Em situação idêntica está Florbela Ribeiro, cujo pedido de reingresso remonta a agosto. “Descobri que, apenas no dia 3 de outubro, os Serviços Administrativos da minha escola formalizaram o meu pedido à CGA. O recibo do mês de outubro contempla descontos para a CGA, mas, no entanto, ainda não estou afeta à CGA. Fui esta semana pedir esclarecimento nos Serviços Administrativos da minha escola, que me informaram de que irão corrigir o recibo de outubro com descontos para a SS, devido ao comunicado que receberam do IGEFE (Instituto de Gestão Financeira da Educação)”, relata. Foi este instituto que informou as escolas que os docentes cuja reinscrição não foi validada pela CGA deveriam ser inscritos na SS “até nova orientação”. Florbela Ribeiro confessa-se “injustiçada” e “transtornada” com a situação em que se encontra.
A questão das datas apontadas pelas professoras levanta ainda mais dúvidas, pois, apurou o DN, os docentes que fizeram os pedidos antes do mês de outubro, e cujas secretarias deram andamento aos requerimentos nesse período, puderam reingressar na CGA – já os que só tiveram os requerimentos submetidos posteriormente, encontram-se “suspensos”, não sabendo quando a situação irá resolver-se. O que sabem, sim, é que sem inscrição na CGA ou na SS, em caso de doença, não poderão pedir qualquer apoio.
Filinto Lima, Presidente da Associação Nacional de Diretores de Agrupamentos e Escolas Públicas (ANDAEP), considera o problema “inadmissível” e pede uma resolução rápida. “Urge solucionar um problema que não foi criado nem pelos professores, nem pelas escolas e que está a prejudicar os docentes, trazendo um grande prejuízo às suas vidas. Não protege os professores na doença e isso é inadmissível. Eu diria mesmo que a solução é para ontem. As entidades competentes têm de resolver já esta situação”, afirma.

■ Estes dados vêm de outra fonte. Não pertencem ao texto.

//! Storage abstraction for persistence.
//!
//! Backends are plain string key-value stores. Encoding of the persisted
//! state lives in [`crate::persist`], so a backend never needs to know what
//! it is holding.

mod memory;

#[cfg(not(target_arch = "wasm32"))]
mod file;

#[cfg(target_arch = "wasm32")]
mod local;

pub use memory::MemoryStorage;

#[cfg(not(target_arch = "wasm32"))]
pub use file::FileStorage;

#[cfg(target_arch = "wasm32")]
pub use local::LocalStorage;

use thiserror::Error;

/// Storage errors.
#[derive(Debug, Error)]
pub enum StorageError {
    #[error("Key not found: {0}")]
    NotFound(String),
    #[error("Serialization error: {0}")]
    Serialization(String),
    #[error("IO error: {0}")]
    Io(String),
    #[error("Storage unavailable: {0}")]
    Unavailable(String),
    #[error("Storage error: {0}")]
    Other(String),
}

/// Result type for storage operations.
pub type StorageResult<T> = Result<T, StorageError>;

/// Trait for durable key-value backends.
///
/// All operations are synchronous. A missing key is reported as
/// [`StorageError::NotFound`] by [`Storage::read`].
pub trait Storage: Send + Sync {
    /// Read the value stored under `key`.
    fn read(&self, key: &str) -> StorageResult<String>;

    /// Store `value` under `key`, replacing any previous value.
    fn write(&self, key: &str, value: &str) -> StorageResult<()>;

    /// Remove `key`. Removing a missing key is not an error.
    fn delete(&self, key: &str) -> StorageResult<()>;

    /// Check if a value is stored under `key`.
    fn exists(&self, key: &str) -> StorageResult<bool>;
}

/// Create a platform-appropriate storage backend in its default location.
#[cfg(not(target_arch = "wasm32"))]
pub fn create_default_storage() -> StorageResult<FileStorage> {
    FileStorage::default_location()
}

#[cfg(target_arch = "wasm32")]
pub fn create_default_storage() -> StorageResult<LocalStorage> {
    Ok(LocalStorage::new())
}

O responsável diz ainda que a situação política atual não deve servir de “desculpa” para não resolver o problema, até porque “o Governo ainda está em funções”. “Não há motivo para isto se arrastar e tem de se resolver rapidamente. Os professores não podem correr o risco de não ter proteção na doença. São muitos nessa situação, mas mesmo que fosse só um era gravíssimo”, considera.

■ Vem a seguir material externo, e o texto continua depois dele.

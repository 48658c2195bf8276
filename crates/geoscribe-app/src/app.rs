//! Session runner: applies scripted commands to a map store.

use crate::script::{ScriptCommand, parse_line};
use geoscribe_core::drawing::DrawNotice;
use geoscribe_core::persist::DEFAULT_STORAGE_KEY;
use geoscribe_core::storage::{FileStorage, create_default_storage};
use geoscribe_core::{
    DrawCommand, DrawingController, Feature, FeatureKind, MapStore, Storage, StorageError,
    StoreConfig,
};
use std::io::{BufRead, Write};
use std::path::PathBuf;
use std::sync::Arc;
use thiserror::Error;

/// Environment variable overriding the data directory.
pub const DATA_DIR_ENV: &str = "GEOSCRIBE_DATA_DIR";

/// Application errors.
#[derive(Debug, Error)]
pub enum AppError {
    #[error("I/O error: {0}")]
    Io(#[from] std::io::Error),
    #[error("Storage error: {0}")]
    Storage(#[from] StorageError),
    #[error("Script line {line}: {source}")]
    Script {
        line: usize,
        #[source]
        source: serde_json::Error,
    },
}

/// Application configuration.
#[derive(Debug, Clone, PartialEq)]
pub struct AppConfig {
    /// Directory holding persisted state. `None` picks the platform default.
    pub data_dir: Option<PathBuf>,
    /// Key the persisted subset is stored under.
    pub storage_key: String,
    /// Keep everything in memory; nothing survives the run.
    pub ephemeral: bool,
}

impl Default for AppConfig {
    fn default() -> Self {
        Self {
            data_dir: None,
            storage_key: DEFAULT_STORAGE_KEY.to_string(),
            ephemeral: false,
        }
    }
}

impl AppConfig {
    /// File-backed storage in the configured directory, or the platform
    /// data directory when none is set.
    pub fn file_storage(&self) -> Result<FileStorage, AppError> {
        let storage = match &self.data_dir {
            Some(dir) => FileStorage::new(dir.clone())?,
            None => create_default_storage()?,
        };
        Ok(storage)
    }

    fn store_config(&self) -> StoreConfig {
        StoreConfig {
            storage_key: self.storage_key.clone(),
            ..StoreConfig::default()
        }
    }
}

/// A running session: the store plus the drawing controller.
pub struct App<S: Storage> {
    store: MapStore<S>,
    drawing: DrawingController,
}

impl<S: Storage> App<S> {
    pub fn new(storage: Arc<S>, config: &AppConfig) -> Self {
        Self {
            store: MapStore::open_with_config(storage, config.store_config()),
            drawing: DrawingController::new(),
        }
    }

    pub fn store(&self) -> &MapStore<S> {
        &self.store
    }

    pub fn drawing(&self) -> &DrawingController {
        &self.drawing
    }

    /// Run every command in `input`, writing `list` output to `out`.
    pub fn run_script<R: BufRead, W: Write>(&mut self, input: R, out: &mut W) -> Result<(), AppError> {
        for (index, line) in input.lines().enumerate() {
            let line = line?;
            let command = parse_line(&line).map_err(|source| AppError::Script {
                line: index + 1,
                source,
            })?;
            if let Some(command) = command {
                self.execute(&command, out)?;
            }
        }
        log::info!(
            "Session finished with {} features",
            self.store.feature_count()
        );
        Ok(())
    }

    /// Apply one command.
    pub fn execute<W: Write>(&mut self, command: &ScriptCommand, out: &mut W) -> Result<(), AppError> {
        if let Some(event) = command.pointer_event() {
            let commands = self.drawing.handle(&mut self.store, event);
            report(&commands);
            return Ok(());
        }

        match command {
            ScriptCommand::SelectTool { tool } => {
                let commands = self.drawing.select_tool(&mut self.store, *tool);
                report(&commands);
            }
            ScriptCommand::ToggleTool { tool } => {
                self.store.toggle_tool(*tool);
                let commands = self.drawing.sync_tool(self.store.selected_tool());
                report(&commands);
            }
            ScriptCommand::ToggleLayer { layer } => self.store.toggle_layer(*layer),
            ScriptCommand::Remove { id } => {
                self.store.remove_feature(*id);
            }
            ScriptCommand::RemoveAt { index } => {
                let id = self.store.features().get(*index).map(|f| f.id);
                match id {
                    Some(id) => {
                        self.store.remove_feature(id);
                    }
                    None => log::warn!("No feature at position {}", index),
                }
            }
            ScriptCommand::Clear => self.store.clear_all_features(),
            ScriptCommand::Center { lat, lng } => {
                self.store.set_center(geoscribe_core::LatLng::new(*lat, *lng))
            }
            ScriptCommand::Zoom { level } => self.store.set_zoom(*level),
            ScriptCommand::ZoomIn => self.store.zoom_in(),
            ScriptCommand::ZoomOut => self.store.zoom_out(),
            ScriptCommand::SearchResult { .. } => {
                if let Some(result) = command.search_result() {
                    self.store.focus_search_result(&result);
                }
            }
            ScriptCommand::List => self.write_listing(out)?,
            ScriptCommand::Click { .. }
            | ScriptCommand::DoubleClick { .. }
            | ScriptCommand::Secondary { .. } => {}
        }
        Ok(())
    }

    /// Print the view, layers and feature list.
    pub fn write_listing<W: Write>(&self, out: &mut W) -> Result<(), AppError> {
        let view = self.store.view();
        let layers = self.store.layers();
        writeln!(
            out,
            "view: center ({:.4}, {:.4}) zoom {}",
            view.center.lat, view.center.lng, view.zoom
        )?;
        writeln!(
            out,
            "layers: satellite={} drawnFeatures={}",
            layers.satellite, layers.drawn_features
        )?;

        let features = self.store.features();
        writeln!(out, "features ({}):", features.len())?;
        for (index, feature) in features.iter().enumerate() {
            writeln!(out, "  {}. {}", index + 1, describe(feature))?;
        }
        Ok(())
    }
}

/// One-line summary of a feature.
pub fn describe(feature: &Feature) -> String {
    let created = feature.properties.created_at.format("%Y-%m-%d");
    match feature.kind() {
        FeatureKind::Point => {
            let pos = feature.geometry.vertices()[0];
            format!(
                "{} [point] ({:.4}, {:.4}) {} {}",
                feature.name(),
                pos.lat,
                pos.lng,
                created,
                feature.id
            )
        }
        FeatureKind::Polygon => format!(
            "{} [polygon] {} vertices, area {:.6} sq deg, perimeter {:.2} km {} {}",
            feature.name(),
            feature.vertex_count(),
            feature.area().unwrap_or_default(),
            feature.perimeter_km().unwrap_or_default(),
            created,
            feature.id
        ),
    }
}

fn report(commands: &[DrawCommand]) {
    for command in commands {
        match command {
            DrawCommand::Notify(DrawNotice::PolygonCreated { vertices }) => {
                log::info!("Polygon created ({} points)", vertices)
            }
            DrawCommand::Notify(DrawNotice::PolygonCancelled) => {
                log::info!("Polygon drawing cancelled")
            }
            DrawCommand::Notify(DrawNotice::NotEnoughVertices { have, need }) => {
                log::warn!("Polygon needs at least {} points, has {}", need, have)
            }
            DrawCommand::Preview(vertices) => {
                log::debug!("preview outline through {} points", vertices.len())
            }
            DrawCommand::ClearPreview => log::debug!("preview cleared"),
            DrawCommand::Commit(_) | DrawCommand::SelectTool(_) => {}
        }
    }
}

Também Arlindo Ferreira, diretor do Agrupamento de Escolas Cego do Maio, na Póvoa de Varzim, pede resolução rápida para que os professores não fiquem “desprotegidos”. “Devem rapidamente resolver esta situação que até pode configurar em irregularidades, mas sem culpa das escolas. É mais um constrangimento para os professores a somar a muitos outros. Urge sinalizar as situações em que se está a prejudicar professores e dar solução a este problema para que não se agudize mais”, salienta. O responsável diz ainda desconhecer a origem deste “imbróglio”, de legalidade questionável por se tratar de uma decisão da justiça.